Recorded data ->
▼

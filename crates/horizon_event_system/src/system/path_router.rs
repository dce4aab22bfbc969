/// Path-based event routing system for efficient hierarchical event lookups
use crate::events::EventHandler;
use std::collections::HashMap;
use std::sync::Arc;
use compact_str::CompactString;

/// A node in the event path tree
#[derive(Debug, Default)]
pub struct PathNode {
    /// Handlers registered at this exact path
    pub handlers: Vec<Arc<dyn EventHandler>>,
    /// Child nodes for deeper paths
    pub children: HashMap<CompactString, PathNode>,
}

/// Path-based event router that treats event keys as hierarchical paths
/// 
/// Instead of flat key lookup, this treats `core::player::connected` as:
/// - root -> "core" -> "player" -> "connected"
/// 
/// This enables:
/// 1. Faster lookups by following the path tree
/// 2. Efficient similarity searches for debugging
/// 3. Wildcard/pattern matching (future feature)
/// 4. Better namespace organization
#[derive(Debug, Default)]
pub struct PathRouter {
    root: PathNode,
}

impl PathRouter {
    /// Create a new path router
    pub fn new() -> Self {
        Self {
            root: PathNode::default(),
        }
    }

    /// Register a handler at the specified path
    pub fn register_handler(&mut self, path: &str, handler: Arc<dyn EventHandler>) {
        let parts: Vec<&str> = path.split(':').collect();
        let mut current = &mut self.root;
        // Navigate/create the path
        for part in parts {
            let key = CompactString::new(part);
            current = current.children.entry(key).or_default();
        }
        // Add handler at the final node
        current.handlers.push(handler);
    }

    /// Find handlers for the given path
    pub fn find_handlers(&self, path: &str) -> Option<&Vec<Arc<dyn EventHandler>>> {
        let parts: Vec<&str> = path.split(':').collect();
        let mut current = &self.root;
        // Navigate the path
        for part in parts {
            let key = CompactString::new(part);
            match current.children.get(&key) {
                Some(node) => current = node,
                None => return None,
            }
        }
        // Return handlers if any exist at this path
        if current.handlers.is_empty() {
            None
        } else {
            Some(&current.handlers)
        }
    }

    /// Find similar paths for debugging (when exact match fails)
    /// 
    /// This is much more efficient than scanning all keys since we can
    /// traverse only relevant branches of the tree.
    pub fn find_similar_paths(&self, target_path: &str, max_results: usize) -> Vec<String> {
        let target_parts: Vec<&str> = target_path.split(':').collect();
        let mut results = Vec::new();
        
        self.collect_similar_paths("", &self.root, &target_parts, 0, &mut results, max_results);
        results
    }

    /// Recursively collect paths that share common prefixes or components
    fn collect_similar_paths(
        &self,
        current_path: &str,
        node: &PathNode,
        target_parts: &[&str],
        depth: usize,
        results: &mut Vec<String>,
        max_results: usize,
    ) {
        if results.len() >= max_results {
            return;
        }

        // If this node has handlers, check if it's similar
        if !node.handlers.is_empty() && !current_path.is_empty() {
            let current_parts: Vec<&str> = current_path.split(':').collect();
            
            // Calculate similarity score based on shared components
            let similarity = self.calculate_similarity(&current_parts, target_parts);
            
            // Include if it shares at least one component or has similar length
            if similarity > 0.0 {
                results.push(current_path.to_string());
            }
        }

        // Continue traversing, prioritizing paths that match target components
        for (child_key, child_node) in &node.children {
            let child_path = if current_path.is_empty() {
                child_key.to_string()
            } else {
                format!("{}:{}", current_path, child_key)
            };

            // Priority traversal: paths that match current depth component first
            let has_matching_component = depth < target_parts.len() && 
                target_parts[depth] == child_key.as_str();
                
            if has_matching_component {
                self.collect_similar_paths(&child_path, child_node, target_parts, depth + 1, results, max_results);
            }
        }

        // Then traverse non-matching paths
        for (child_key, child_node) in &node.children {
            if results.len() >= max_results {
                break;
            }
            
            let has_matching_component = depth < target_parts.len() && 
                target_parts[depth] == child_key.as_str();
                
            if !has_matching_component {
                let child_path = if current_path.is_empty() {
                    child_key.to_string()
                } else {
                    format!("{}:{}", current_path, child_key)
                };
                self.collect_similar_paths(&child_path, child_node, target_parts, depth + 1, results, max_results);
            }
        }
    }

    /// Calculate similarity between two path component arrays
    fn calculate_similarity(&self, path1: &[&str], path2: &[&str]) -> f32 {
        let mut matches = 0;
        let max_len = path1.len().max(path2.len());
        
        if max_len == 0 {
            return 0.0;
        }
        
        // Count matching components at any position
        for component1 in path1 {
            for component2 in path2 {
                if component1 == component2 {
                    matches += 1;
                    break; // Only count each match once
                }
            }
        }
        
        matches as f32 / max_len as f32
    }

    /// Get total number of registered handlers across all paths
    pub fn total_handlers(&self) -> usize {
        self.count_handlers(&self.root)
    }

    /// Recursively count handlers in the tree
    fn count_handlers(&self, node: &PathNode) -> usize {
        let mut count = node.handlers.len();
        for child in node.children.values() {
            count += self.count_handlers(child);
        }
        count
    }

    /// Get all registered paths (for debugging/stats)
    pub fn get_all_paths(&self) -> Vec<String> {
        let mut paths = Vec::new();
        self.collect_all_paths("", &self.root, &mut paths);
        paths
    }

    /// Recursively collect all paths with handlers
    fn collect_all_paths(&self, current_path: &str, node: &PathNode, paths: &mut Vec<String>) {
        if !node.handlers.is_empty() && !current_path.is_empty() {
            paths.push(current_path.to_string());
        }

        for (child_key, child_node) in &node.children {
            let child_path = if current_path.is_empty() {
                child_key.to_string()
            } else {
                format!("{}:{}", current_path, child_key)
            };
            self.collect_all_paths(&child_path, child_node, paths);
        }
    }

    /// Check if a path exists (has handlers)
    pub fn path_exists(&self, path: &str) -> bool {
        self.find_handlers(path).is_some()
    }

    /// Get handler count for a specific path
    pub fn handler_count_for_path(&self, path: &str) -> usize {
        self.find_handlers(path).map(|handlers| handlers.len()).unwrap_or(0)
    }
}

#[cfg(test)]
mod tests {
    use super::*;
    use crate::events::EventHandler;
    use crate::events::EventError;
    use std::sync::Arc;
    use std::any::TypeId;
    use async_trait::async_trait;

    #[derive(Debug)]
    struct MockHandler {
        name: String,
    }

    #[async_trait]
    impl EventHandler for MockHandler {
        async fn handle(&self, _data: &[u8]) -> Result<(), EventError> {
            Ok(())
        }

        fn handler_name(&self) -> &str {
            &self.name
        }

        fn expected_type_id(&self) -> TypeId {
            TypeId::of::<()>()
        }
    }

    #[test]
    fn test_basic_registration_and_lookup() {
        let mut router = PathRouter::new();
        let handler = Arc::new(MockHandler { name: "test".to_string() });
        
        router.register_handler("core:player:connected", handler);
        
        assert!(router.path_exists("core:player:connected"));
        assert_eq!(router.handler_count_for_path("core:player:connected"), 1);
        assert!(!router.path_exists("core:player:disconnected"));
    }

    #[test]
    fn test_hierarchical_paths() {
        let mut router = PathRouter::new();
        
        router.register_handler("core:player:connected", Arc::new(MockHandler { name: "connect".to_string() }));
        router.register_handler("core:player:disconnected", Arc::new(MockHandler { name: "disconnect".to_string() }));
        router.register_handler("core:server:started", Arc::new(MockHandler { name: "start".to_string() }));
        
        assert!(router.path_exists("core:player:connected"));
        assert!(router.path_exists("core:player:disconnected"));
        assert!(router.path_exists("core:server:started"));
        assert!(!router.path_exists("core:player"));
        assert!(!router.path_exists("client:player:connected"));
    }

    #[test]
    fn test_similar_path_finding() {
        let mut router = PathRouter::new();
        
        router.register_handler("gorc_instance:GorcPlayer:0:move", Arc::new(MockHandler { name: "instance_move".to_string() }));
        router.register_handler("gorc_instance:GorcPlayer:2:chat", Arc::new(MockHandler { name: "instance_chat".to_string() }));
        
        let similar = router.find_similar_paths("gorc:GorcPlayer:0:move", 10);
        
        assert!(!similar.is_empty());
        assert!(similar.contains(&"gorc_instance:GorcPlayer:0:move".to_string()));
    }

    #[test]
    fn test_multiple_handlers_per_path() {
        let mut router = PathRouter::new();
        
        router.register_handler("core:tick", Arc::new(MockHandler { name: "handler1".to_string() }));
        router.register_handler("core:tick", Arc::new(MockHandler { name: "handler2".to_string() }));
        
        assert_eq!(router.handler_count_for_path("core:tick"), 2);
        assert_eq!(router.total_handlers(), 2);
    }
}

▲

Description of the task ->
Lines in the data that include the word "PathNode" should all be copied.

Problem solution ->
pub struct PathNode {
    pub children: HashMap<CompactString, PathNode>,
    root: PathNode,
            root: PathNode::default(),
        node: &PathNode,
    fn count_handlers(&self, node: &PathNode) -> usize {
    fn collect_all_paths(&self, current_path: &str, node: &PathNode, paths: &mut Vec<String>) {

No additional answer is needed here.